I am an engineer at Rockset, a search and analytics database, and my primary responsibility these days is query performance. My work ranges from low-level optimizations of hot inner loops to thinking about the performance of the system on a higher level and, finally, building tooling that helps us debug performance issues more quickly.
What's the motivation for your talk at QCon London 2024?
There are a number of challenges that we solved while building Rockset that I am happy to share with the audience. We picked RocksDB as our underlying key-value store, which brings important architectural advantages when deployed in the cloud and makes it easy to build compute-storage and compute-compute separation. However, off-the-shelf RocksDB is not performant for analytical queries due to lack of tight columnar encodings. This talk will explore both aspects - why RocksDB is great for the cloud, and how we made it perform well for analytical workloads.
How would you describe your main persona and target audience for this session?
This talk will be technical and will assume attendees have good knowledge of the architecture and design of data-intensive systems. The target audience will be builders and people who spend a lot of their time thinking about data, systems, and performance.
Is there anything specific that you'd like people to walk away with after watching your session?

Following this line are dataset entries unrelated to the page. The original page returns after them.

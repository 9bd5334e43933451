//! Casework for the CAS records desk
//!
//! - [`taxonomy`]: which sections a case shows and which are mandatory
//! - [`Case`]: the case record, its timeline and status lifecycle
//! - [`IntakeDraft`]: the four-step intake wizard
//! - [`ChainOfCustody`]: append-only evidence handling history
//! - [`CaseRepository`]: async storage seam with an in-memory backend
//!
//! # Example
//!
//! ```
//! use casework::{validate_sections, TaxonomyError};
//!
//! let result = validate_sections("civil", ["overview", "evidence", "Parties Involved"]).unwrap();
//! assert!(result.ok);
//!
//! assert!(matches!(
//!     validate_sections("traffic", ["overview"]),
//!     Err(TaxonomyError::InvalidCaseType(_))
//! ));
//! ```

pub mod case;
pub mod case_number;
pub mod error;
pub mod evidence;
pub mod intake;
pub mod lifecycle;
pub mod parties;
pub mod repository;
pub mod taxonomy;
pub mod types;

pub use case::{Case, NewCase};
pub use case_number::{prosecution_case_id, CaseNumber};
pub use error::{CaseError, IntakeError, TaxonomyError};
pub use evidence::{ChainOfCustody, CustodyAction, CustodyEntry, Evidence, EvidenceKind};
pub use intake::{IntakeDraft, IntakeOutcome, INTAKE_STEPS};
pub use parties::{Charge, CivilParties, Party, Suspect, Witness};
pub use repository::{CaseRepository, InMemoryCaseRepository};
pub use taxonomy::{sections_for, validate_sections, SectionDescriptor, SectionId, SectionValidation};
pub use types::{
    CaseStatus, CaseType, Location, Priority, ProsecutionInfo, ProsecutionStatus, TimelineEntry,
    TimelineEventType,
};
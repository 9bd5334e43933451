//! Error types for access control operations.

/// Error types for permission, role and session operations.
///
/// Access denial from [`crate::has_permission`] is a plain `false`, not an
/// error. `Denied` only appears when a caller asks for a hard requirement via
/// [`crate::evaluator::require`].
#[derive(Debug, thiserror::Error)]
pub enum AccessError {
    /// The required permission token was empty
    #[error("Invalid permission token: required token must not be empty")]
    InvalidToken,

    /// The principal lacks the required permission
    #[error("Permission denied: requires {token}")]
    Denied { token: String },

    /// Token is not part of the permission catalog
    #[error("Unknown permission: {0}")]
    UnknownPermission(String),

    /// Role does not exist
    #[error("Unknown role: {0}")]
    UnknownRole(String),

    /// A role with the same id already exists
    #[error("Role already exists: {0}")]
    DuplicateRole(String),

    /// Role name is blank
    #[error("Invalid role name: {0:?}")]
    InvalidRoleName(String),

    /// Built-in roles cannot be deleted
    #[error("Cannot delete system role: {0}")]
    SystemRole(String),

    /// Role still has principals assigned and the policy forbids deletion
    #[error("Role {role} is still assigned to {users} user(s)")]
    RoleInUse { role: String, users: u32 },

    /// Two accounts share a username
    #[error("Duplicate account username: {0}")]
    DuplicateAccount(String),

    /// Username/password did not match
    #[error("Authentication failed for {0}")]
    Authentication(String),

    /// Account exists but is disabled
    #[error("Account is inactive: {0}")]
    InactiveAccount(String),

    /// Password hashing failed or a stored hash is malformed
    #[error("Password hash error: {0}")]
    PasswordHash(String),
}

pub type Result<T> = std::result::Result<T, AccessError>;
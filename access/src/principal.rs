//! Authenticated principals.

use chrono::{DateTime, Utc};
use serde::{Deserialize, Serialize};
use std::fmt;
use std::str::FromStr;

#[cfg(feature = "typescript")]
use ts_rs::TS;

use crate::error::AccessError;
use crate::evaluator::{has_permission, PermissionSet};

/// Role tag carried by a principal.
///
/// Accepts the short legacy tags (`officer`, `admin`) on input.
#[derive(Debug, Clone, Copy, PartialEq, Eq, Hash, Serialize, Deserialize)]
#[cfg_attr(feature = "typescript", derive(TS))]
#[cfg_attr(feature = "typescript", ts(export))]
#[serde(rename_all = "kebab-case")]
pub enum RoleTag {
    #[serde(alias = "officer")]
    FieldOfficer,
    Detective,
    Supervisor,
    #[serde(alias = "admin")]
    Administrator,
}

impl RoleTag {
    pub fn as_str(&self) -> &'static str {
        match self {
            Self::FieldOfficer => "field-officer",
            Self::Detective => "detective",
            Self::Supervisor => "supervisor",
            Self::Administrator => "administrator",
        }
    }

    /// Id of the built-in role holding this tag's default bundle.
    pub fn builtin_role_id(&self) -> &'static str {
        match self {
            Self::FieldOfficer => "officer",
            Self::Detective => "detective",
            Self::Supervisor => "supervisor",
            Self::Administrator => "admin",
        }
    }

    pub fn all() -> [Self; 4] {
        [
            Self::FieldOfficer,
            Self::Detective,
            Self::Supervisor,
            Self::Administrator,
        ]
    }
}

impl fmt::Display for RoleTag {
    fn fmt(&self, f: &mut fmt::Formatter<'_>) -> fmt::Result {
        f.write_str(self.as_str())
    }
}

impl FromStr for RoleTag {
    type Err = AccessError;

    fn from_str(s: &str) -> Result<Self, Self::Err> {
        match s {
            "field-officer" | "officer" => Ok(Self::FieldOfficer),
            "detective" => Ok(Self::Detective),
            "supervisor" => Ok(Self::Supervisor),
            "administrator" | "admin" => Ok(Self::Administrator),
            other => Err(AccessError::UnknownRole(other.to_string())),
        }
    }
}

/// An authenticated actor.
///
/// Built by a [`crate::session::SessionProvider`] at login and never mutated
/// afterwards; pass it explicitly to whatever needs to make a decision.
#[derive(Debug, Clone, PartialEq, Serialize, Deserialize)]
pub struct Principal {
    pub id: String,
    pub username: String,
    pub display_name: String,
    pub badge: String,
    pub department: String,
    pub role: RoleTag,
    pub permissions: PermissionSet,
    pub is_active: bool,
    pub last_login: Option<DateTime<Utc>>,
}

impl Principal {
    /// Whether this principal may perform the action guarded by `token`.
    ///
    /// Inactive principals are denied everything.
    pub fn can(&self, token: &str) -> bool {
        self.is_active && has_permission(Some(&self.permissions), token)
    }

    /// Whether the principal holds the `"all"` sentinel.
    pub fn is_superuser(&self) -> bool {
        self.is_active && self.permissions.grants_all()
    }
}

/// Evaluate against an optional principal, denying when nobody is signed in.
pub fn principal_can(principal: Option<&Principal>, token: &str) -> bool {
    principal.map(|p| p.can(token)).unwrap_or(false)
}
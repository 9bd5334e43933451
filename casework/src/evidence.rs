//! Evidence records and their chain of custody.
//!
//! A chain of custody only grows. Entries are handed out by shared reference
//! and every append is checked against the last entry, so the history read
//! back is exactly the history recorded.

use chrono::{DateTime, Utc};
use serde::{Deserialize, Serialize};

#[cfg(feature = "typescript")]
use ts_rs::TS;

use crate::error::CaseError;

#[derive(Debug, Clone, Copy, PartialEq, Eq, Serialize, Deserialize)]
#[cfg_attr(feature = "typescript", derive(TS))]
#[cfg_attr(feature = "typescript", ts(export))]
#[serde(rename_all = "snake_case")]
pub enum EvidenceKind {
    Document,
    Photo,
    Video,
    Physical,
    Digital,
}

#[derive(Debug, Clone, Copy, PartialEq, Eq, Serialize, Deserialize)]
#[cfg_attr(feature = "typescript", derive(TS))]
#[cfg_attr(feature = "typescript", ts(export))]
#[serde(rename_all = "snake_case")]
pub enum CustodyAction {
    Collected,
    Transferred,
    Analyzed,
    Stored,
    Returned,
}

/// One custody event.
#[derive(Debug, Clone, PartialEq, Serialize, Deserialize)]
pub struct CustodyEntry {
    pub id: String,
    pub officer: String,
    pub action: CustodyAction,
    pub timestamp: DateTime<Utc>,
    pub location: String,
    #[serde(default)]
    pub notes: Option<String>,
}

/// Append-only custody log.
///
/// Deserializing re-validates the sequence, so a tampered or reordered log
/// fails to load.
#[derive(Debug, Clone, Default, PartialEq, Serialize, Deserialize)]
#[serde(try_from = "Vec<CustodyEntry>", into = "Vec<CustodyEntry>")]
pub struct ChainOfCustody {
    entries: Vec<CustodyEntry>,
}

impl ChainOfCustody {
    pub fn new() -> Self {
        Self::default()
    }

    fn check_next(&self, action: CustodyAction, timestamp: DateTime<Utc>) -> Result<(), CaseError> {
        match self.entries.last() {
            None if action != CustodyAction::Collected => Err(CaseError::CustodyMustStartCollected),
            Some(last) if timestamp < last.timestamp => Err(CaseError::CustodyOutOfOrder),
            _ => Ok(()),
        }
    }

    /// Append an entry. The first must be `collected`; later ones may not
    /// predate the previous entry.
    pub fn append(
        &mut self,
        officer: impl Into<String>,
        action: CustodyAction,
        location: impl Into<String>,
        notes: Option<String>,
        timestamp: DateTime<Utc>,
    ) -> Result<&CustodyEntry, CaseError> {
        self.check_next(action, timestamp)?;
        self.entries.push(CustodyEntry {
            id: uuid::Uuid::new_v4().to_string(),
            officer: officer.into(),
            action,
            timestamp,
            location: location.into(),
            notes,
        });
        Ok(&self.entries[self.entries.len() - 1])
    }

    pub fn entries(&self) -> &[CustodyEntry] {
        &self.entries
    }

    pub fn last(&self) -> Option<&CustodyEntry> {
        self.entries.last()
    }

    /// Officer who last handled the item.
    pub fn current_holder(&self) -> Option<&str> {
        self.entries.last().map(|e| e.officer.as_str())
    }

    pub fn len(&self) -> usize {
        self.entries.len()
    }

    pub fn is_empty(&self) -> bool {
        self.entries.is_empty()
    }
}

impl TryFrom<Vec<CustodyEntry>> for ChainOfCustody {
    type Error = CaseError;

    fn try_from(entries: Vec<CustodyEntry>) -> Result<Self, Self::Error> {
        let mut chain = Self::new();
        for entry in entries {
            chain.check_next(entry.action, entry.timestamp)?;
            chain.entries.push(entry);
        }
        Ok(chain)
    }
}

impl From<ChainOfCustody> for Vec<CustodyEntry> {
    fn from(chain: ChainOfCustody) -> Self {
        chain.entries
    }
}

/// An evidence item attached to a case.
#[derive(Debug, Clone, PartialEq, Serialize, Deserialize)]
pub struct Evidence {
    pub id: String,
    pub case_id: String,
    pub kind: EvidenceKind,
    pub name: String,
    pub description: String,
    #[serde(default)]
    pub tags: Vec<String>,
    pub uploaded_by: String,
    pub uploaded_at: DateTime<Utc>,
    #[serde(default)]
    pub location: Option<String>,
    #[serde(default)]
    pub is_secure: bool,
    #[serde(default)]
    pub custody: ChainOfCustody,
}

impl Evidence {
    /// New evidence item with its collection recorded as the first custody entry.
    pub fn collected(
        case_id: impl Into<String>,
        kind: EvidenceKind,
        name: impl Into<String>,
        description: impl Into<String>,
        officer: impl Into<String>,
        location: impl Into<String>,
        now: DateTime<Utc>,
    ) -> Self {
        let officer = officer.into();
        let location = location.into();

        let custody = ChainOfCustody {
            entries: vec![CustodyEntry {
                id: uuid::Uuid::new_v4().to_string(),
                officer: officer.clone(),
                action: CustodyAction::Collected,
                timestamp: now,
                location: location.clone(),
                notes: None,
            }],
        };

        Self {
            id: uuid::Uuid::new_v4().to_string(),
            case_id: case_id.into(),
            kind,
            name: name.into(),
            description: description.into(),
            tags: Vec::new(),
            uploaded_by: officer,
            uploaded_at: now,
            location: Some(location),
            is_secure: false,
            custody,
        }
    }
}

I hope they'll gain new insights into how to build data-intensive systems in the cloud, a deeper understanding of RocksDB and some tricks on how to use it as a building block of a system where performance matters.
Speaker
Igor Canadi
Founding Engineer and Architect @Rockset, Previously at RocksDB and Facebook
Igor Canadi is a Founding Engineer at Rockset, a modern cloud-native search and analytics database, where he is responsible for the data indexing and distributed SQL engine. Previously, Igor was a Software Engineer at Facebook, where he developed RocksDB, an open-source key-value store widely deployed in the data industry, and contributed to Facebook's core GraphQL infrastructure. In his free time, he enjoys sailing and snowboarding.